> [YOUR ASSIGNMENT]: Look below for the lines from the one with "assert!(g.brdf(&Point3f::zero(), &n, &wi, &wo).is_black());" to the one with "assert!(m.ambient.is_some());", and copy exactly those lines, both ends included.

> [GIVEN RECORDS]:
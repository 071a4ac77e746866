//! Core

#[macro_use]
extern crate log;

// Re-export.
pub mod camera;
pub mod common;
pub mod geometry;
pub mod interaction;
pub mod light;
pub mod material;
pub mod sampler;
pub mod scene;
pub mod spectrum;
pub mod tracer;
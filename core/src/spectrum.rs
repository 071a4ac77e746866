//! RGB Color

use crate::common::{clamp, Float};
use std::ops::{Add, AddAssign, Mul};

/// An RGB color triple. Channels are logically unbounded but intended
/// to lie in [0, 1].
#[derive(Copy, Clone, Debug, Default, PartialEq)]
pub struct Color {
    /// Red channel.
    pub r: Float,

    /// Green channel.
    pub g: Float,

    /// Blue channel.
    pub b: Float,
}

impl Color {
    /// Black.
    pub const BLACK: Color = Color::new(0.0, 0.0, 0.0);

    /// Creates a new color.
    ///
    /// * `r` - Red channel.
    /// * `g` - Green channel.
    /// * `b` - Blue channel.
    pub const fn new(r: Float, g: Float, b: Float) -> Self {
        Self { r, g, b }
    }

    /// Returns true if all channels are zero.
    pub fn is_black(&self) -> bool {
        self.r == 0.0 && self.g == 0.0 && self.b == 0.0
    }

    /// Formats the color as a `#rrggbb` hex string, clamping each
    /// channel to [0, 1] and flooring into two hex digits.
    pub fn to_hex(&self) -> String {
        let quantize = |c: Float| (clamp(c, 0.0, 1.0) * 255.0).floor() as u8;
        format!(
            "#{:02x}{:02x}{:02x}",
            quantize(self.r),
            quantize(self.g),
            quantize(self.b)
        )
    }
}

impl Add for Color {
    type Output = Self;

    /// Adds the given color.
    ///
    /// * `other` - The color to add.
    fn add(self, other: Self) -> Self {
        Self::new(self.r + other.r, self.g + other.g, self.b + other.b)
    }
}

impl AddAssign for Color {
    /// Adds the given color.
    ///
    /// * `other` - The color to add.
    fn add_assign(&mut self, other: Self) {
        *self = *self + other;
    }
}

impl Mul<Float> for Color {
    type Output = Self;

    /// Scales every channel uniformly.
    ///
    /// * `f` - The scale factor.
    fn mul(self, f: Float) -> Self {
        Self::new(self.r * f, self.g * f, self.b * f)
    }
}

impl Mul for Color {
    type Output = Self;

    /// Multiplies channel-wise with another color.
    ///
    /// * `other` - The other color.
    fn mul(self, other: Self) -> Self {
        Self::new(self.r * other.r, self.g * other.g, self.b * other.b)
    }
}

#[cfg(test)]
mod tests {
    use super::*;

    #[test]
    fn black() {
        assert!(Color::BLACK.is_black());
        assert!(!Color::new(0.0, 0.1, 0.0).is_black());
    }

    #[test]
    fn hex_formatting() {
        assert_eq!(Color::new(0.5, 0.0, 0.0).to_hex(), "#7f0000");
        assert_eq!(Color::new(1.0, 1.0, 1.0).to_hex(), "#ffffff");
    }

    #[test]
    fn hex_clamps_out_of_range_channels() {
        assert_eq!(Color::new(2.0, -1.0, 0.0).to_hex(), "#ff0000");
    }

    #[test]
    fn channel_wise_multiply() {
        let a = Color::new(0.5, 1.0, 0.25);
        let b = Color::new(1.0, 0.5, 0.0);
        assert_eq!(a * b, Color::new(0.5, 0.5, 0.0));
    }
}
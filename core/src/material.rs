//! Materials

use crate::common::{max, Float, INV_PI};
use crate::geometry::{Point3f, Vector3f};
use crate::spectrum::Color;

/// Constant ambient response.
#[derive(Copy, Clone, Debug)]
pub struct AmbientMaterial {
    /// Ambient reflection coefficient.
    pub ka: Float,

    /// Diffuse color.
    pub cd: Color,
}

impl AmbientMaterial {
    /// Creates a new ambient component.
    ///
    /// * `ka` - Ambient reflection coefficient.
    /// * `cd` - Diffuse color.
    pub fn new(ka: Float, cd: Color) -> Self {
        Self { ka, cd }
    }

    /// Evaluates the BRDF. Direction independent.
    pub fn brdf(&self) -> Color {
        self.cd * self.ka
    }
}

/// Lambertian diffuse response.
#[derive(Copy, Clone, Debug)]
pub struct DiffuseMaterial {
    /// Diffuse reflection coefficient.
    pub kd: Float,

    /// Diffuse color.
    pub cd: Color,
}

impl DiffuseMaterial {
    /// Creates a new diffuse component.
    ///
    /// * `kd` - Diffuse reflection coefficient.
    /// * `cd` - Diffuse color.
    pub fn new(kd: Float, cd: Color) -> Self {
        Self { kd, cd }
    }

    /// Evaluates the BRDF. Direction independent.
    pub fn brdf(&self) -> Color {
        self.cd * (self.kd * INV_PI)
    }
}

/// Phong specular response.
#[derive(Copy, Clone, Debug)]
pub struct GlossyMaterial {
    /// Specular reflection coefficient.
    pub ks: Float,

    /// Specular color.
    pub cs: Color,

    /// Cosine-power exponent controlling highlight tightness.
    pub exponent: Float,
}

impl GlossyMaterial {
    /// Creates a new glossy component.
    ///
    /// * `ks`       - Specular reflection coefficient.
    /// * `cs`       - Specular color.
    /// * `exponent` - Cosine-power exponent.
    pub fn new(ks: Float, cs: Color, exponent: Float) -> Self {
        Self { ks, cs, exponent }
    }

    /// Evaluates the BRDF: reflect the incident direction about the
    /// normal and raise its alignment with the outgoing direction to the
    /// cosine power.
    ///
    /// * `n`  - The surface normal.
    /// * `wi` - Incident direction, pointing away from the surface.
    /// * `wo` - Outgoing direction, pointing away from the surface.
    pub fn brdf(&self, _p: &Point3f, n: &Vector3f, wi: &Vector3f, wo: &Vector3f) -> Color {
        let r = Vector3f::reflect(n, wi);
        let v = max(0.0, r.dot(wo)).powf(self.exponent);
        self.cs * (self.ks * v)
    }
}

/// Emissive response; has no BRDF. Emitters are shaded by looking up
/// their radiance directly.
#[derive(Copy, Clone, Debug)]
pub struct EmissionMaterial {
    /// Emission power scale.
    pub ke: Float,

    /// Emitted color.
    pub ce: Color,
}

impl EmissionMaterial {
    /// Creates a new emissive component.
    ///
    /// * `ke` - Emission power scale.
    /// * `ce` - Emitted color.
    pub fn new(ke: Float, ce: Color) -> Self {
        Self { ke, ce }
    }

    /// Returns the emitted radiance.
    pub fn radiance(&self) -> Color {
        self.ce * self.ke
    }
}

/// Perfect mirror response: a flat attenuation applied to recursively
/// traced incident radiance.
#[derive(Copy, Clone, Debug)]
pub struct MirrorMaterial {
    /// Mirror reflection coefficient.
    pub km: Float,

    /// Mirror color.
    pub cm: Color,
}

impl MirrorMaterial {
    /// Creates a new mirror component.
    ///
    /// * `km` - Mirror reflection coefficient.
    /// * `cm` - Mirror color.
    pub fn new(km: Float, cm: Color) -> Self {
        Self { km, cm }
    }

    /// Evaluates the BRDF. Direction independent.
    pub fn brdf(&self) -> Color {
        self.cm * self.km
    }
}

/// A per-surface bundle of independently optional reflectance
/// components. An absent slot means the surface has no response of that
/// kind and contributes zero.
#[derive(Clone, Debug, Default)]
pub struct Material {
    /// Ambient component.
    pub ambient: Option<AmbientMaterial>,

    /// Diffuse component.
    pub diffuse: Option<DiffuseMaterial>,

    /// Glossy component.
    pub glossy: Option<GlossyMaterial>,

    /// Emissive component.
    pub emission: Option<EmissionMaterial>,

    /// Mirror component.
    pub mirror: Option<MirrorMaterial>,
}

impl Material {
    /// Creates an ambient + diffuse + glossy surface.
    ///
    /// * `ka`       - Ambient reflection coefficient.
    /// * `kd`       - Diffuse reflection coefficient.
    /// * `cd`       - Diffuse color.
    /// * `ks`       - Specular reflection coefficient.
    /// * `cs`       - Specular color.
    /// * `exponent` - Cosine-power exponent.
    pub fn glossy(ka: Float, kd: Float, cd: Color, ks: Float, cs: Color, exponent: Float) -> Self {
        Self {
            ambient: Some(AmbientMaterial::new(ka, cd)),
            diffuse: Some(DiffuseMaterial::new(kd, cd)),
            glossy: Some(GlossyMaterial::new(ks, cs, exponent)),
            ..Default::default()
        }
    }

    /// Creates an ambient + diffuse + mirror surface.
    ///
    /// * `ka` - Ambient reflection coefficient.
    /// * `kd` - Diffuse reflection coefficient.
    /// * `cd` - Diffuse color.
    /// * `km` - Mirror reflection coefficient.
    /// * `cm` - Mirror color.
    pub fn mirror(ka: Float, kd: Float, cd: Color, km: Float, cm: Color) -> Self {
        Self {
            ambient: Some(AmbientMaterial::new(ka, cd)),
            diffuse: Some(DiffuseMaterial::new(kd, cd)),
            mirror: Some(MirrorMaterial::new(km, cm)),
            ..Default::default()
        }
    }

    /// Creates a purely emissive surface.
    ///
    /// * `ke` - Emission power scale.
    /// * `ce` - Emitted color.
    pub fn emissive(ke: Float, ce: Color) -> Self {
        Self {
            emission: Some(EmissionMaterial::new(ke, ce)),
            ..Default::default()
        }
    }
}

#[cfg(test)]
mod tests {
    use super::*;
    use crate::common::PI;
    use float_cmp::approx_eq;

    #[test]
    fn diffuse_brdf_is_lambertian() {
        let d = DiffuseMaterial::new(0.8, Color::new(1.0, 0.5, 0.25));
        let brdf = d.brdf();
        assert!(approx_eq!(Float, brdf.r, 0.8 / PI, epsilon = 1e-6));
        assert!(approx_eq!(Float, brdf.g, 0.4 / PI, epsilon = 1e-6));
    }

    #[test]
    fn glossy_brdf_clamps_backward_reflection() {
        let g = GlossyMaterial::new(0.3, Color::new(1.0, 1.0, 1.0), 20.0);
        let n = Vector3f::new(0.0, 1.0, 0.0);
        let wi = Vector3f::new(0.0, 1.0, 0.0);
        // Outgoing direction opposite the reflection: cosine clamps to 0.
        let wo = Vector3f::new(0.0, -1.0, 0.0);
        assert!(g.brdf(&Point3f::zero(), &n, &wi, &wo).is_black());
    }

    #[test]
    fn factory_slots() {
        let m = Material::mirror(0.1, 0.5, Color::new(1.0, 0.0, 0.0), 0.3, Color::new(1.0, 1.0, 1.0));
        assert!(m.ambient.is_some());
        assert!(m.diffuse.is_some());
        assert!(m.glossy.is_none());
        assert!(m.emission.is_none());
        assert!(m.mirror.is_some());

        let e = Material::emissive(10.0, Color::new(1.0, 1.0, 1.0));
        assert!(e.emission.is_some());
        assert!(e.diffuse.is_none());
        assert_eq!(e.emission.unwrap().radiance(), Color::new(10.0, 10.0, 10.0));
    }
}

> [SOLVED EXERCISE]:
        assert!(g.brdf(&Point3f::zero(), &n, &wi, &wo).is_black());
    }

    #[test]
    fn factory_slots() {
        let m = Material::mirror(0.1, 0.5, Color::new(1.0, 0.0, 0.0), 0.3, Color::new(1.0, 1.0, 1.0));
        assert!(m.ambient.is_some());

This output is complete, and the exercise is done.